1916 April

Photo:Sheep on the Recreation Ground

Sheep on the Recreation Ground

Photo:Harold Clements

Harold Clements

From the Merchant Taylors School Album

Photo:Harry Burton

Harry Burton

From the Merchant Taylors School Album

Photo:Harry Burton

Harry Burton

From the Merchant Taylors School Album

Events from the pages of the Royston Crow

By Peter Greener

 

 

During April 1916 the newspaper gave many of the on-going local concerns another airing.

 

The Herts Education Committee again discussed the proposed school changes – to close the Merchant Taylors and make the council school mixed. The great opposition from locals and the Merchant Taylors meant the subject was dropped.

 

In February I was unsure of the true identity of Sir George and Sir H G Fordham but I have now been informed by Jeremy Fordham that they were one and the same. An editorial in the Crow expresses great surprise that Sir George, as he was obviously known, was re-elected as Chairman of Cambridgeshire County Council despite his outspoken views on the war and country affairs. He very much disagreed with the conscription clauses in the Military Service Act.

 

 ‘More Ashwell Antiquities’ was the title of the latest lecture by H W Bowman. His subjects included the story of the Merchant Taylors School and how the stained glass window of Thomas a Beckett in the church was removed by order of Henry VIII. There was also a list of magic lantern slides used, which we still happen to have in the museum.

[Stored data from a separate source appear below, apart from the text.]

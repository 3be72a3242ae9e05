pub mod serial_motor;
pub mod simulated_motor;
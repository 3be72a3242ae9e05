use std::thread;
use std::time::{Duration, TryFromFloatSecsError};

use crate::aiming::domain::actuator::Actuator;
use crate::shared::constants::MOTOR_LIMIT_DEGREES;

pub const DEFAULT_SECONDS_PER_DEGREE: f64 = 0.1;

/// Stand-in for the real motor: sleeps for the time a move would take and
/// always succeeds.
pub struct SimulatedMotor {
    seconds_per_degree: f64,
    current_angle: f64,
    closed: bool,
}

impl SimulatedMotor {
    pub fn new(seconds_per_degree: f64) -> Self {
        log::info!("Simulated motor initialized ({seconds_per_degree} s/degree)");
        Self {
            seconds_per_degree: seconds_per_degree.max(0.0),
            current_angle: 0.0,
            closed: false,
        }
    }

    pub fn current_angle(&self) -> f64 {
        self.current_angle
    }

    /// Fails when the configured speed makes the move unrepresentable
    /// (infinite or overflowing).
    pub fn travel_time(&self, target: f64) -> Result<Duration, TryFromFloatSecsError> {
        Duration::try_from_secs_f64((target - self.current_angle).abs() * self.seconds_per_degree)
    }
}

impl Default for SimulatedMotor {
    fn default() -> Self {
        Self::new(DEFAULT_SECONDS_PER_DEGREE)
    }
}

impl Actuator for SimulatedMotor {
    fn move_to(&mut self, bearing: f64) -> bool {
        let target = bearing.clamp(-MOTOR_LIMIT_DEGREES, MOTOR_LIMIT_DEGREES);
        match self.travel_time(target) {
            Ok(duration) => thread::sleep(duration),
            Err(e) => {
                log::warn!("Simulated move to {target:.2}° has no finite travel time: {e}");
                return false;
            }
        }
        log::info!(
            "Moving microphone from {:.2}° to {:.2}°",
            self.current_angle,
            target
        );
        self.current_angle = target;
        true
    }

    fn close(&mut self) {
        if !self.closed {
            self.closed = true;
            log::info!("Simulated motor closed");
        }
    }
}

A follow up letter from Mr Morgan, Chairman of Ashwell Literary Society, offered general appreciation of Mr Bowman’s lectures and that Mr Bowman was of the Waller family which dates back to end of 16th Century.

 

During the month there were several committee meetings affecting village life.

 

At the annual meeting of the Moss Cottage Homes Mr H W Bowman was re-appointed Chairman.  No.1 had become vacant but later in the month it was noted that Miss F Chalkley had been given the tenancy.

 

The Ashwell District Council announced the last houses in Ashwell were being connected to sewers and it was the only village in area with sewerage. This seems to me like a major cause of celebration in the village but I suspect it slipped through without much notice.

 

At the Parish Council Meeting Mr Angell tendered for herbage on the Recreation ground. This was evidently to run sheep on the grass to keep it down as the picture shows. On the back of the museum’s copy it says that Mr Angell used to own the field so perhaps he was just carrying on a long held practice. The District Surveyor was called in to survey a disputed ditch between Mr Sale and Mr Parkhouse’s property and discussions were started about proposals for an additional burial ground.

 

The War

 

Fortunately there were no fatalities reported this month but there were reports of four soldiers including two reprinted letters one entitled ‘From a Gallant Ashwell Soldier’. 

 

This letter was from Private Law of the1st Beds, the son of Mr & Mrs John Law of The Cuckoo Inn. He had been awarded a £5 cheque for gallantry having seen severe fighting and already had the Russian Order of St George presented to him by Czar. I think this refers to George Law who enlisted on the 19th April 1908.

 

Private Harold Clements, the third son of Mr & Mrs H Clements, Ashwell, was wounded in France, had recovered, and was now serving in Egypt. His letter initially received by Mr Chote of Merchant Taylors School ‘from an old boy serving in Egypt’ gave details of life there and a visit to the pyramids.

 

Private William Huffer, son of Mr William Huffer, High St, Ashwell, age 20, was still in hospital at Manchester following injuries caused by and explosion at the front.  William Herbert Huffer enlisted before the war on the 30 December 1912.

 

The newspaper reports that Private H Burton, son of Mr & Mrs J W Burton, West End, Ashwell, was badly injured but now recovered. We have two pictures of a Harry Burton but are not sure if they are the one mentioned here or even the same individual.